This short tutorial illustrates how to analyze population genetic structure, and how to perform genome scans for selection using
the function **snmf** from the R computer package **LEA** (Frichot et al. 2014, Frichot et al. 2015). This tutorial also provides guidelines for controlling the false discovery rate in genome scans for selection.

LEA can handle several classical formats for genotypic matrices. More specifically, the package uses the **lfmm** and **geno** formats, and provides functions to convert data sets in **ped**, **vcf**, or **ancestrymap** format.

The example data set used in the demo is available here: genotype1.lfmm.

A LEA session starts with the following R command

`library(LEA)`

`## Warning: package 'LEA' was built under R version 3.2.0`

Using the genotypic matrix, the first step is to evaluate population genetic structure. The snmf function provides outputs similar to those of the computer program **STRUCTURE**. We start with converting the genotype matrix from the “lfmm” to the “geno” format as follows

`genotype = lfmm2geno("genotype1.lfmm")`

```
##
## - number of detected individuals: 200
## - number of detected loci: 500
```

Then we create an “snmf” object (or project) using the **snmf** function. Here we run the program for \(K= 1-6\) ancestral populations.

`obj.snmf = snmf(genotype, K = 1:6, entropy = T, ploidy = 2, project = "new")`

```
## The project is saved into :
## genotype1.snmfProject
##
## To load the project, use:
## project = load.snmfProject("genotype1.snmfProject")
##
## To remove the project, use:
## remove.snmfProject("genotype1.snmfProject")
```

Since the program was called with the **entropy** option, we can plot the values of the cross-entropy criterion for each \(K\). The value for which the function plateaus or increases is our estimate of \(K\).

`plot(obj.snmf)`

```
## Warning in plot(s$crossEntropy[1, ], ylab = "Minimal Cross-Entropy", xlab
## = "Number of ancestral populations", : bytecode version mismatch; using
## eval
```

We observe that the minumum value is obtained for \(K = 2\). Note that we can visualize the barplot of ancestry coeffcients as follows.

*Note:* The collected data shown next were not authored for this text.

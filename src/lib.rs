pub mod alternatives;
pub mod analysis;
pub mod api_connection;
pub mod chat;
pub mod cli;
pub mod config;
pub mod health;
pub mod i18n;
pub mod logging;
pub mod nutrition;
pub mod profile;
pub mod prompts;
pub mod report;
pub mod response_parser;
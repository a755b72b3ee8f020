use anyhow::{anyhow, Context, Result};
use csv::ReaderBuilder;
use serde::{Deserialize, Serialize};
use std::path::Path;

#[derive(Debug, Clone, PartialEq, Serialize, Deserialize)]
#[serde(rename_all = "camelCase")]
pub struct AlternativeFood {
    pub name: String,
    pub health_score: u8,
    pub calories: f32,
    pub sodium: f32,
    pub sugar: f32,
    pub benefits: Vec<String>,
    pub description: String,
}

/// Source of candidate foods for the recommender.
pub trait CatalogProvider {
    fn candidates(&self) -> &[AlternativeFood];
}

/// The built-in list of generally healthier meals.
#[derive(Debug, Clone)]
pub struct StaticCatalog {
    foods: Vec<AlternativeFood>,
}

fn food(
    name: &str,
    health_score: u8,
    (calories, sodium, sugar): (f32, f32, f32),
    benefits: &[&str],
    description: &str,
) -> AlternativeFood {
    AlternativeFood {
        name: name.to_string(),
        health_score,
        calories,
        sodium,
        sugar,
        benefits: benefits.iter().map(|b| b.to_string()).collect(),
        description: description.to_string(),
    }
}

impl Default for StaticCatalog {
    fn default() -> Self {
        Self {
            foods: vec![
                food(
                    "Grilled Chicken Salad",
                    85,
                    (320.0, 480.0, 4.0),
                    &["High protein", "Low sodium", "Rich in fiber"],
                    "Fresh greens with grilled chicken breast, cherry tomatoes, and light vinaigrette",
                ),
                food(
                    "Quinoa Buddha Bowl",
                    88,
                    (380.0, 290.0, 6.0),
                    &["Complete protein", "High fiber", "Low sodium"],
                    "Quinoa with roasted vegetables, avocado, and tahini dressing",
                ),
                food(
                    "Baked Salmon with Vegetables",
                    92,
                    (420.0, 350.0, 3.0),
                    &["Omega-3 fatty acids", "Heart healthy", "Anti-inflammatory"],
                    "Fresh salmon fillet with steamed broccoli and sweet potato",
                ),
                food(
                    "Turkey and Avocado Wrap",
                    78,
                    (340.0, 520.0, 5.0),
                    &["Lean protein", "Healthy fats", "Balanced nutrients"],
                    "Whole wheat wrap with sliced turkey, avocado, and mixed greens",
                ),
                food(
                    "Vegetable Stir-Fry with Brown Rice",
                    82,
                    (290.0, 380.0, 8.0),
                    &["High fiber", "Low calorie", "Nutrient dense"],
                    "Mixed vegetables stir-fried with minimal oil over brown rice",
                ),
            ],
        }
    }
}

impl CatalogProvider for StaticCatalog {
    fn candidates(&self) -> &[AlternativeFood] {
        &self.foods
    }
}

const NAME_COL: &str = "name";
const SCORE_COL: &str = "health_score";
const CALORIES_COL: &str = "calories";
const SODIUM_COL: &str = "sodium_mg";
const SUGAR_COL: &str = "sugar_g";
const BENEFITS_COL: &str = "benefits";
const DESCRIPTION_COL: &str = "description";

/// Catalog read from a CSV file. Benefits are `;`-separated.
#[derive(Debug, Clone)]
pub struct CsvCatalog {
    foods: Vec<AlternativeFood>,
}

impl CsvCatalog {
    pub fn load(csv_path: &Path) -> Result<Self> {
        let file = std::fs::File::open(csv_path)
            .with_context(|| format!("Failed to open catalog CSV file at {:?}", csv_path))?;
        let mut rdr = ReaderBuilder::new().has_headers(true).from_reader(file);

        let headers = rdr.headers()?.clone();
        let column = |name: &str| {
            headers
                .iter()
                .position(|h| h.trim() == name)
                .ok_or_else(|| anyhow!("Column '{}' not found", name))
        };
        let name_idx = column(NAME_COL)?;
        let score_idx = column(SCORE_COL)?;
        let calories_idx = column(CALORIES_COL)?;
        let sodium_idx = column(SODIUM_COL)?;
        let sugar_idx = column(SUGAR_COL)?;
        let benefits_idx = column(BENEFITS_COL)?;
        let description_idx = column(DESCRIPTION_COL)?;

        let mut foods = Vec::new();
        for (row_index, result) in rdr.records().enumerate() {
            let record = result.with_context(|| format!("Failed to read record at row index {}", row_index))?;
            let field = |idx: usize| record.get(idx).map(str::trim).unwrap_or_default();

            let name = field(name_idx);
            if name.is_empty() {
                tracing::warn!(row_index, "skipping catalog row without a name");
                continue;
            }
            let number = |idx: usize, col: &str| -> Result<f32> {
                field(idx)
                    .parse::<f32>()
                    .with_context(|| format!("Invalid {} for '{}' at row {}", col, name, row_index))
            };
            let health_score: u8 = field(score_idx)
                .parse()
                .with_context(|| format!("Invalid {} for '{}' at row {}", SCORE_COL, name, row_index))?;
            if health_score > 100 {
                return Err(anyhow!("Health score {} for '{}' is above 100", health_score, name));
            }

            foods.push(AlternativeFood {
                name: name.to_string(),
                health_score,
                calories: number(calories_idx, CALORIES_COL)?,
                sodium: number(sodium_idx, SODIUM_COL)?,
                sugar: number(sugar_idx, SUGAR_COL)?,
                benefits: field(benefits_idx)
                    .split(';')
                    .map(str::trim)
                    .filter(|b| !b.is_empty())
                    .map(str::to_string)
                    .collect(),
                description: field(description_idx).to_string(),
            });
        }

        if foods.is_empty() {
            return Err(anyhow!("No catalog entries loaded from {:?}", csv_path));
        }
        tracing::info!(entries = foods.len(), path = ?csv_path, "loaded alternatives catalog");
        Ok(Self { foods })
    }
}

impl CatalogProvider for CsvCatalog {
    fn candidates(&self) -> &[AlternativeFood] {
        &self.foods
    }
}

#[cfg(test)]
mod tests {
    use super::*;
    use std::io::Write;
    use tempfile::NamedTempFile;

    #[test]
    fn test_static_catalog_has_five_entries() {
        let catalog = StaticCatalog::default();
        let names: Vec<&str> = catalog.candidates().iter().map(|f| f.name.as_str()).collect();
        assert_eq!(names.len(), 5);
        assert_eq!(names[2], "Baked Salmon with Vegetables");
        assert_eq!(catalog.candidates()[2].health_score, 92);
    }

    #[test]
    fn test_load_csv_catalog() {
        let mut file = NamedTempFile::new().unwrap();
        writeln!(file, "name,health_score,calories,sodium_mg,sugar_g,benefits,description").unwrap();
        writeln!(file, "Lentil Soup,90,310,420,5,High fiber; Plant protein,Red lentils with cumin").unwrap();
        writeln!(file, ",50,1,1,1,,skipped").unwrap();
        writeln!(file, "Fruit Bowl,80,150,5,22,Vitamin C,Seasonal fruit").unwrap();
        file.flush().unwrap();

        let catalog = CsvCatalog::load(file.path()).unwrap();
        let foods = catalog.candidates();
        assert_eq!(foods.len(), 2);
        assert_eq!(foods[0].name, "Lentil Soup");
        assert_eq!(foods[0].benefits, vec!["High fiber".to_string(), "Plant protein".to_string()]);
        assert_eq!(foods[1].sugar, 22.0);
    }

    #[test]
    fn test_load_csv_catalog_missing_column() {
        let mut file = NamedTempFile::new().unwrap();
        writeln!(file, "name,health_score").unwrap();
        writeln!(file, "Lentil Soup,90").unwrap();
        file.flush().unwrap();

        let err = CsvCatalog::load(file.path()).unwrap_err();
        assert!(err.to_string().contains("calories"));
    }

    #[test]
    fn test_load_csv_catalog_rejects_bad_score() {
        let mut file = NamedTempFile::new().unwrap();
        writeln!(file, "name,health_score,calories,sodium_mg,sugar_g,benefits,description").unwrap();
        writeln!(file, "Mystery,150,100,100,1,,?").unwrap();
        file.flush().unwrap();

        assert!(CsvCatalog::load(file.path()).is_err());
    }
}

`barplot(t(Q(obj.snmf, K = 2)), col = 2:3, ylab = "Ancestry coefficients", xlab = "Sampled individuals")`

The next step of analysis is to run a genome scan for selection based on the \(F_{\text ST}\) statistic. Here, the \(F_{\text ST}\) statistic is computed
from the ancestral allele frequencies estimated by **snmf**.We define the function **fst** function as follows.

```
fst = function(project,run = 1, K, ploidy = 2){
library(LEA)
l = dim(G(project, K = K, run = run))[1]
q = apply(Q(project, K = K, run = run), MARGIN = 2, mean)
if (ploidy == 2) {
G1.t = G(project, K = K, run = run)[seq(2,l,by = 3),]
G2.t = G(project, K = K, run = run)[seq(3,l,by = 3),]
freq = G1.t/2 + G2.t}
else {
freq = G(project, K = K, run = run)[seq(2,l,by = 2),]}
H.s = apply(freq*(1-freq), MARGIN = 1, FUN = function(x) sum(q*x))
P.t = apply(freq, MARGIN = 1, FUN = function(x) sum(q*x))
H.t = P.t*(1-P.t)
return(1-H.s/H.t)
}
```

Then we compute the \(F_{\text ST}\) statistics as follows

`fst.values = fst(obj.snmf, K=2)`

Next, we convert the \(F_{\text ST}\) values into absolute values of \(z\)-scores.

```
#convert fst values into z-scores (absolute values)
n = dim(Q(obj.snmf, K = 2))[1]
fst.values[fst.values<0] = 0.000001
K = 2
z.scores = sqrt(fst.values*(n-K)/(1-fst.values))
```

The estimated \(z\)-scores must be recalibrated before applying a test for neutrality at each locus. Due to the existence of population structure, the null-hypothesis may be misspecified, and this step is often necessary.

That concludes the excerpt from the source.